Stored records
· · ·

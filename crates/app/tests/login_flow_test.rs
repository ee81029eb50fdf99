//! End-to-end tests for the login handshake
//!
//! These tests run the real flow, reqwest transport and login approver
//! against a small local HTTP stub that plays the movie service.
#![allow(clippy::unwrap_used, clippy::expect_used, clippy::panic)]

use std::collections::HashMap;
use std::sync::{Arc, Mutex};

use pretty_assertions::assert_eq;
use serde_json::{Value, json};
use tokio::io::{AsyncReadExt, AsyncWriteExt};
use tokio::net::TcpListener;
use tokio::sync::{mpsc, oneshot};

use reelpass_application::{AuthenticationFlow, CancellationToken};
use reelpass_domain::{AuthError, AuthSettings, Credentials, FlowResult, FlowState, UserId};
use reelpass_infrastructure::{LoginApprover, ReqwestTransport};

/// Canned replies keyed by request path, plus a log of request targets.
#[derive(Clone, Default)]
struct Stub {
    routes: Arc<HashMap<&'static str, (u16, Value)>>,
    requests: Arc<Mutex<Vec<String>>>,
}

impl Stub {
    fn new(routes: &[(&'static str, u16, Value)]) -> Self {
        Self {
            routes: Arc::new(
                routes
                    .iter()
                    .map(|(path, status, body)| (*path, (*status, body.clone())))
                    .collect(),
            ),
            requests: Arc::default(),
        }
    }

    fn tmdb() -> Self {
        Self::new(&[
            (
                "/authentication/token/new",
                200,
                json!({"success": true, "expires_at": "2016-08-26 17:04:39 UTC", "request_token": "abc123"}),
            ),
            (
                "/authentication/token/validate_with_login",
                200,
                json!({"success": true, "request_token": "abc123"}),
            ),
            (
                "/authentication/session/new",
                200,
                json!({"success": true, "session_id": "sess456"}),
            ),
            ("/account", 200, json!({"id": 42, "username": "alice"})),
        ])
    }

    /// Serves requests until the test ends and returns the base URL.
    async fn start(&self) -> String {
        let listener = TcpListener::bind("127.0.0.1:0").await.unwrap();
        let addr = listener.local_addr().unwrap();
        let stub = self.clone();

        tokio::spawn(async move {
            loop {
                let Ok((mut socket, _)) = listener.accept().await else {
                    return;
                };
                let stub = stub.clone();
                tokio::spawn(async move {
                    let mut buf = vec![0u8; 8192];
                    let mut read = 0;
                    while !buf[..read].windows(4).any(|w| w == b"\r\n\r\n") {
                        match socket.read(&mut buf[read..]).await {
                            Ok(0) | Err(_) => return,
                            Ok(n) => read += n,
                        }
                    }
                    let request = String::from_utf8_lossy(&buf[..read]).to_string();
                    let target = request
                        .lines()
                        .next()
                        .and_then(|line| line.split_whitespace().nth(1))
                        .unwrap_or_default()
                        .to_string();
                    stub.requests.lock().unwrap().push(target.clone());

                    let path = target.split('?').next().unwrap_or_default();
                    let (status, body) = stub.routes.get(path).cloned().unwrap_or((
                        404,
                        json!({"status_code": 34, "status_message": "The resource you requested could not be found."}),
                    ));
                    let body = body.to_string();
                    let response = format!(
                        "HTTP/1.1 {status} Stub\r\nContent-Type: application/json\r\nContent-Length: {}\r\nConnection: close\r\n\r\n{body}",
                        body.len()
                    );
                    let _ = socket.write_all(response.as_bytes()).await;
                    let _ = socket.shutdown().await;
                });
            }
        });

        format!("http://{addr}")
    }

    fn paths(&self) -> Vec<String> {
        self.requests
            .lock()
            .unwrap()
            .iter()
            .map(|target| target.split('?').next().unwrap_or_default().to_string())
            .collect()
    }

    fn targets(&self) -> Vec<String> {
        self.requests.lock().unwrap().clone()
    }
}

fn settings(base: &str) -> AuthSettings {
    AuthSettings {
        api_base_url: base.to_string(),
        timeout_ms: 5_000,
        ..AuthSettings::with_api_key("k3y")
    }
}

fn login_flow(
    base: &str,
) -> AuthenticationFlow<ReqwestTransport, LoginApprover<ReqwestTransport>> {
    let settings = settings(base);
    let transport = Arc::new(ReqwestTransport::new(&settings).unwrap());
    let approver = Arc::new(LoginApprover::new(Arc::clone(&transport)));
    AuthenticationFlow::new(transport, approver, settings.authorization_page().unwrap())
}

fn credentials() -> Credentials {
    Credentials::new("alice", "hunter2").unwrap()
}

#[tokio::test]
async fn test_login_end_to_end() {
    let stub = Stub::tmdb();
    let base = stub.start().await;

    let result = login_flow(&base).run(&credentials()).await;

    assert_eq!(
        result,
        FlowResult::Success {
            session_id: reelpass_domain::SessionId::new("sess456"),
            user_id: Some(UserId(42)),
        }
    );
    assert_eq!(
        stub.targets(),
        vec![
            "/authentication/token/new?api_key=k3y".to_string(),
            "/authentication/token/validate_with_login?api_key=k3y&password=hunter2&request_token=abc123&username=alice".to_string(),
            "/authentication/session/new?api_key=k3y&request_token=abc123".to_string(),
            "/account?api_key=k3y&session_id=sess456".to_string(),
        ]
    );
}

#[tokio::test]
async fn test_rejected_login_stops_before_session() {
    let stub = Stub::new(&[
        (
            "/authentication/token/new",
            200,
            json!({"success": true, "request_token": "abc123"}),
        ),
        (
            "/authentication/token/validate_with_login",
            401,
            json!({"status_code": 30, "status_message": "Invalid username and/or password: You did not provide a valid login."}),
        ),
    ]);
    let base = stub.start().await;

    let result = login_flow(&base).run(&credentials()).await;

    assert_eq!(result.reason(), Some(&AuthError::AuthorizationDeclined));
    assert_eq!(
        stub.paths(),
        vec![
            "/authentication/token/new".to_string(),
            "/authentication/token/validate_with_login".to_string(),
        ]
    );
}

#[tokio::test]
async fn test_invalid_api_key_is_a_service_error() {
    let stub = Stub::new(&[(
        "/authentication/token/new",
        401,
        json!({"status_code": 7, "status_message": "Invalid API key: You must be granted a valid key."}),
    )]);
    let base = stub.start().await;

    let result = login_flow(&base).run(&credentials()).await;

    assert_eq!(
        result.reason(),
        Some(&AuthError::Remote {
            code: 7,
            message: "Invalid API key: You must be granted a valid key.".to_string(),
        })
    );
    assert_eq!(stub.paths().len(), 1);
}

#[tokio::test]
async fn test_account_without_id_still_logs_in() {
    let stub = Stub::new(&[
        (
            "/authentication/token/new",
            200,
            json!({"success": true, "request_token": "abc123"}),
        ),
        (
            "/authentication/token/validate_with_login",
            200,
            json!({"success": true}),
        ),
        (
            "/authentication/session/new",
            200,
            json!({"success": true, "session_id": "sess456"}),
        ),
        ("/account", 200, json!({"username": "alice"})),
    ]);
    let base = stub.start().await;

    let result = login_flow(&base).run(&credentials()).await;

    assert!(result.is_success());
    assert_eq!(result.user_id(), None);
}

#[tokio::test]
async fn test_account_server_error_fails_the_login() {
    let stub = Stub::new(&[
        (
            "/authentication/token/new",
            200,
            json!({"success": true, "request_token": "abc123"}),
        ),
        (
            "/authentication/token/validate_with_login",
            200,
            json!({"success": true}),
        ),
        (
            "/authentication/session/new",
            200,
            json!({"success": true, "session_id": "sess456"}),
        ),
        (
            "/account",
            500,
            json!({"success": false, "errors": ["Internal error"]}),
        ),
    ]);
    let base = stub.start().await;

    let result = login_flow(&base).run(&credentials()).await;

    assert!(!result.is_success());
    assert!(matches!(result.reason(), Some(AuthError::Transport { .. })));
    assert_eq!(stub.paths().last().map(String::as_str), Some("/account"));
}

#[tokio::test]
async fn test_session_server_error_is_a_transport_error() {
    let stub = Stub::new(&[
        (
            "/authentication/token/new",
            200,
            json!({"success": true, "request_token": "abc123"}),
        ),
        (
            "/authentication/token/validate_with_login",
            200,
            json!({"success": true}),
        ),
        (
            "/authentication/session/new",
            502,
            json!({"success": false}),
        ),
    ]);
    let base = stub.start().await;

    let result = login_flow(&base).run(&credentials()).await;

    assert!(matches!(result.reason(), Some(AuthError::Transport { .. })));
    assert!(!stub.paths().contains(&"/account".to_string()));
}

#[tokio::test]
async fn test_background_login_reports_progress_and_result() {
    let stub = Stub::tmdb();
    let base = stub.start().await;

    let (progress_tx, mut progress_rx) = mpsc::unbounded_channel();
    let flow = Arc::new(login_flow(&base).with_progress(progress_tx));
    let (_cancel, receiver) = CancellationToken::new();
    let (done_tx, done_rx) = oneshot::channel();

    flow.authenticate(credentials(), receiver, move |result| {
        done_tx.send(result).unwrap();
    })
    .await
    .unwrap();

    let result = done_rx.await.unwrap();
    assert_eq!(result.user_id(), Some(UserId(42)));

    let mut states = Vec::new();
    while let Some(state) = progress_rx.recv().await {
        states.push(state);
    }
    assert_eq!(states.len(), 5);
    assert_eq!(states[0], FlowState::TokenRequested);
    assert_eq!(
        states[1],
        FlowState::AwaitingApproval {
            authorization_url: "https://www.themoviedb.org/authenticate/abc123".to_string(),
        }
    );
    assert!(states[4].is_finished());
}

#[tokio::test]
async fn test_unreachable_service_is_a_transport_error() {
    let listener = TcpListener::bind("127.0.0.1:0").await.unwrap();
    let base = format!("http://{}", listener.local_addr().unwrap());
    drop(listener);

    let result = login_flow(&base).run(&credentials()).await;

    assert!(matches!(result.reason(), Some(AuthError::Transport { .. })));
}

· · ·

▸ Required action
Each line that contains the string "response" should be copied from the data above.

▸ Output for this task
                    let response = format!(
                    let _ = socket.write_all(response.as_bytes()).await;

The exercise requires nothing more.